Plant the seeds 4 to 6 weeks before the last spring frost. Insert the seeds 1 inch into the soil and leave 2 inches distance. Each row has to have at least 7 inches distance. As an extra, you can soak the seeds the day before you plant them.
A little snow won’t hurt the roots. But beware of a prolonged time with low temperatures. Seeds perform best in temperatures above 60℉. They can survive lower degrees but will grow slower.
They’re not a summer crop, so they should mature while the spring temperatures are still in the lows. However, if you live in a warmer climate, you can plant peas in late summer or early fall. This way, you’ll have fresh instead of frozen peas in winter.
If you’re dealing with very moist soil, consider building a garden bed for the peas. Peas need well-draining soil and plenty of sunlight.

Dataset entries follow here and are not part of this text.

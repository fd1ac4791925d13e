use anyhow::{Context, Result};
use serde::{Deserialize, Serialize};
use std::fs;
use std::path::{Path, PathBuf};
use std::time::{Duration, SystemTime};

use crate::sequencer::{InsertMode, SequenceTimings};

const DEFAULT_CONFIG: &str = r#"[hotkey]
modifiers = ["Command", "Shift"]
key = "L"

[sequence]
# "paste" pastes over the selection, "keystrokes" deletes it and types
# each character (for fields that refuse paste)
insert_mode = "paste"
copy_delay_ms = 200
paste_delay_ms = 100
restore_delay_ms = 100

[layout]
# table_path = "~/.layout-fix/my-layout.toml"

[app]
start_at_login = false
show_menu_bar_icon = true

[telemetry]
enabled = true
log_path = "~/.layout-fix/layout-fix.log"
"#;

/// Contents of `~/.layout-fix.toml`
#[derive(Debug, Deserialize, Serialize, Clone, PartialEq, Eq, Default)]
pub struct Config {
    /// Conversion hotkey
    pub hotkey: HotkeyConfig,
    /// Capture/replace timing and insertion mode
    #[serde(default)]
    pub sequence: SequenceConfig,
    /// Transliteration table selection
    #[serde(default)]
    pub layout: LayoutConfig,
    /// Login item and menu bar toggles
    #[serde(default)]
    pub app: AppConfig,
    /// Logging
    pub telemetry: TelemetryConfig,
}

/// Hotkey chord, e.g. `["Command", "Shift"]` + `"L"`
#[derive(Debug, Deserialize, Serialize, Clone, PartialEq, Eq)]
pub struct HotkeyConfig {
    /// Modifier names (`Command`, `Shift`, `Option`, `Control` and aliases)
    pub modifiers: Vec<String>,
    /// Key name (`A`-`Z`, `0`-`9`, `Space`)
    pub key: String,
}

impl Default for HotkeyConfig {
    fn default() -> Self {
        Self {
            modifiers: vec!["Command".to_owned(), "Shift".to_owned()],
            key: "L".to_owned(),
        }
    }
}

/// Settings for the selection capture/replace sequence
#[derive(Debug, Deserialize, Serialize, Clone, PartialEq, Eq)]
#[serde(default)]
pub struct SequenceConfig {
    /// How the converted text is put back
    pub insert_mode: InsertMode,
    /// Wait after Command+C before reading the clipboard
    pub copy_delay_ms: u64,
    /// Wait before inserting the converted text
    pub paste_delay_ms: u64,
    /// Wait after inserting, before the clipboard is restored
    pub restore_delay_ms: u64,
}

impl Default for SequenceConfig {
    fn default() -> Self {
        Self {
            insert_mode: InsertMode::Paste,
            copy_delay_ms: 200,
            paste_delay_ms: 100,
            restore_delay_ms: 100,
        }
    }
}

impl SequenceConfig {
    /// Delays as durations
    #[must_use]
    pub const fn timings(&self) -> SequenceTimings {
        SequenceTimings {
            copy_delay: Duration::from_millis(self.copy_delay_ms),
            paste_delay: Duration::from_millis(self.paste_delay_ms),
            restore_delay: Duration::from_millis(self.restore_delay_ms),
        }
    }
}

/// Transliteration table selection
#[derive(Debug, Deserialize, Serialize, Clone, PartialEq, Eq, Default)]
#[serde(default)]
pub struct LayoutConfig {
    /// User table in TOML; the built-in ЙЦУКЕН/QWERTY table when unset
    pub table_path: Option<String>,
}

/// Toggles that used to live in the settings window
#[derive(Debug, Deserialize, Serialize, Clone, Copy, PartialEq, Eq)]
#[serde(default)]
pub struct AppConfig {
    /// Register a login item
    pub start_at_login: bool,
    /// Show the status bar icon
    pub show_menu_bar_icon: bool,
}

impl Default for AppConfig {
    fn default() -> Self {
        Self {
            start_at_login: false,
            show_menu_bar_icon: true,
        }
    }
}

/// Logging destination
#[derive(Debug, Deserialize, Serialize, Clone, PartialEq, Eq)]
pub struct TelemetryConfig {
    /// Log to `log_path` instead of stdout
    pub enabled: bool,
    /// Log file, `~/` is expanded
    pub log_path: String,
}

impl Default for TelemetryConfig {
    fn default() -> Self {
        Self {
            enabled: true,
            log_path: "~/.layout-fix/layout-fix.log".to_owned(),
        }
    }
}

impl Config {
    /// Load config from `path`, writing the defaults there if it is missing
    ///
    /// # Errors
    /// Returns error if the file cannot be created, read or parsed
    pub fn load_from(path: &Path) -> Result<Self> {
        if !path.exists() {
            Self::create_default(path).context("failed to create default config")?;
        }

        let contents = fs::read_to_string(path).context("failed to read config file")?;

        let config: Self = toml::from_str(&contents).context("failed to parse config TOML")?;

        Ok(config)
    }

    /// Write config to `path`
    ///
    /// Comments from a hand-edited file are not preserved.
    ///
    /// # Errors
    /// Returns error if serialization or the write fails
    pub fn save_to(&self, path: &Path) -> Result<()> {
        let contents = toml::to_string_pretty(self).context("failed to serialize config")?;
        fs::write(path, contents).context("failed to write config file")?;
        Ok(())
    }

    /// Location of the config file
    ///
    /// # Errors
    /// Returns error if HOME is unset
    pub fn config_path() -> Result<PathBuf> {
        let home = std::env::var("HOME").context("HOME environment variable not set")?;
        Ok(PathBuf::from(home).join(".layout-fix.toml"))
    }

    /// Last modification time of the file at `path`, if it exists
    #[must_use]
    pub fn modified_at(path: &Path) -> Option<SystemTime> {
        fs::metadata(path).and_then(|m| m.modified()).ok()
    }

    /// Resolved user table path, if one is configured
    ///
    /// # Errors
    /// Returns error if the path starts with `~/` and HOME is unset
    pub fn table_path(&self) -> Result<Option<PathBuf>> {
        self.layout
            .table_path
            .as_deref()
            .map(Self::expand_path)
            .transpose()
    }

    fn create_default(path: &Path) -> Result<()> {
        if let Some(parent) = path.parent() {
            fs::create_dir_all(parent).context("failed to create config directory")?;
        }
        fs::write(path, DEFAULT_CONFIG).context("failed to write default config")?;
        Ok(())
    }

    /// Expand ~ in paths to home directory
    ///
    /// # Errors
    /// Returns error if the path starts with `~/` and HOME is unset
    pub fn expand_path(path: &str) -> Result<PathBuf> {
        if let Some(stripped) = path.strip_prefix("~/") {
            let home = std::env::var("HOME").context("HOME environment variable not set")?;
            Ok(PathBuf::from(home).join(stripped))
        } else {
            Ok(PathBuf::from(path))
        }
    }
}

#[cfg(test)]
mod tests {
    use super::*;

    #[test]
    fn test_default_file_matches_default_struct() {
        let parsed: Config = toml::from_str(DEFAULT_CONFIG).unwrap();
        assert_eq!(parsed, Config::default());
    }

    #[test]
    fn test_load_from_creates_default() {
        let dir = tempfile::tempdir().unwrap();
        let path = dir.path().join("nested").join("layout-fix.toml");

        let config = Config::load_from(&path).unwrap();
        assert!(path.exists());
        assert_eq!(config.hotkey.key, "L");
        assert_eq!(config.sequence.insert_mode, InsertMode::Paste);
        assert!(config.app.show_menu_bar_icon);
        assert!(!config.app.start_at_login);
    }

    #[test]
    fn test_optional_sections_fall_back_to_defaults() {
        let minimal = r#"
[hotkey]
modifiers = ["Control", "Option"]
key = "K"

[telemetry]
enabled = false
log_path = "/tmp/layout-fix.log"
"#;
        let config: Config = toml::from_str(minimal).unwrap();
        assert_eq!(config.sequence, SequenceConfig::default());
        assert_eq!(config.app, AppConfig::default());
        assert!(config.layout.table_path.is_none());
    }

    #[test]
    fn test_partial_sequence_section() {
        let text = r#"
[hotkey]
modifiers = ["Command"]
key = "L"

[sequence]
insert_mode = "keystrokes"
copy_delay_ms = 300

[telemetry]
enabled = false
log_path = "/tmp/x.log"
"#;
        let config: Config = toml::from_str(text).unwrap();
        assert_eq!(config.sequence.insert_mode, InsertMode::Keystrokes);
        assert_eq!(config.sequence.copy_delay_ms, 300);
        assert_eq!(config.sequence.paste_delay_ms, 100);
    }

    #[test]
    fn test_unknown_insert_mode_is_rejected() {
        let text = r#"
[hotkey]
modifiers = ["Command"]
key = "L"

[sequence]
insert_mode = "telepathy"

[telemetry]
enabled = false
log_path = "/tmp/x.log"
"#;
        assert!(toml::from_str::<Config>(text).is_err());
    }

    #[test]
    fn test_save_then_load_keeps_toggles() {
        let dir = tempfile::tempdir().unwrap();
        let path = dir.path().join("layout-fix.toml");

        let mut config = Config::default();
        config.app.start_at_login = true;
        config.app.show_menu_bar_icon = false;
        config.save_to(&path).unwrap();

        let loaded = Config::load_from(&path).unwrap();
        assert_eq!(loaded, config);
    }

    #[test]
    fn test_timings() {
        let timings = SequenceConfig::default().timings();
        assert_eq!(timings.copy_delay, Duration::from_millis(200));
        assert_eq!(timings.paste_delay, Duration::from_millis(100));
        assert_eq!(timings.restore_delay, Duration::from_millis(100));
    }

    #[test]
    fn test_modified_at_missing_file() {
        assert!(Config::modified_at(Path::new("/nonexistent/layout-fix.toml")).is_none());
    }

    #[test]
    fn test_expand_path() {
        let home = std::env::var("HOME").unwrap();
        assert_eq!(
            Config::expand_path("~/tables/ru.toml").unwrap(),
            PathBuf::from(home).join("tables/ru.toml")
        );
        assert_eq!(
            Config::expand_path("/etc/ru.toml").unwrap(),
            PathBuf::from("/etc/ru.toml")
        );
    }
}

While they can grow in partial shade, the final yield will be poorer.
Types Of Peas
You can choose from 3 types of peas. Each has a slightly different taste, but they’re all suitable for cooking and growing in home gardens.
Snap peas – known as sugar snap peas, are thick, edible pods with large peas inside. They’re sweet, and you can eat them raw or cooked.
Snow peas – they’re less sweet than the previous kind but very close in taste. The pod is thin, crisp, and has small flat peas inside. They grow early in the season. They’re popular in Asian cuisine and can be eaten raw and cooked.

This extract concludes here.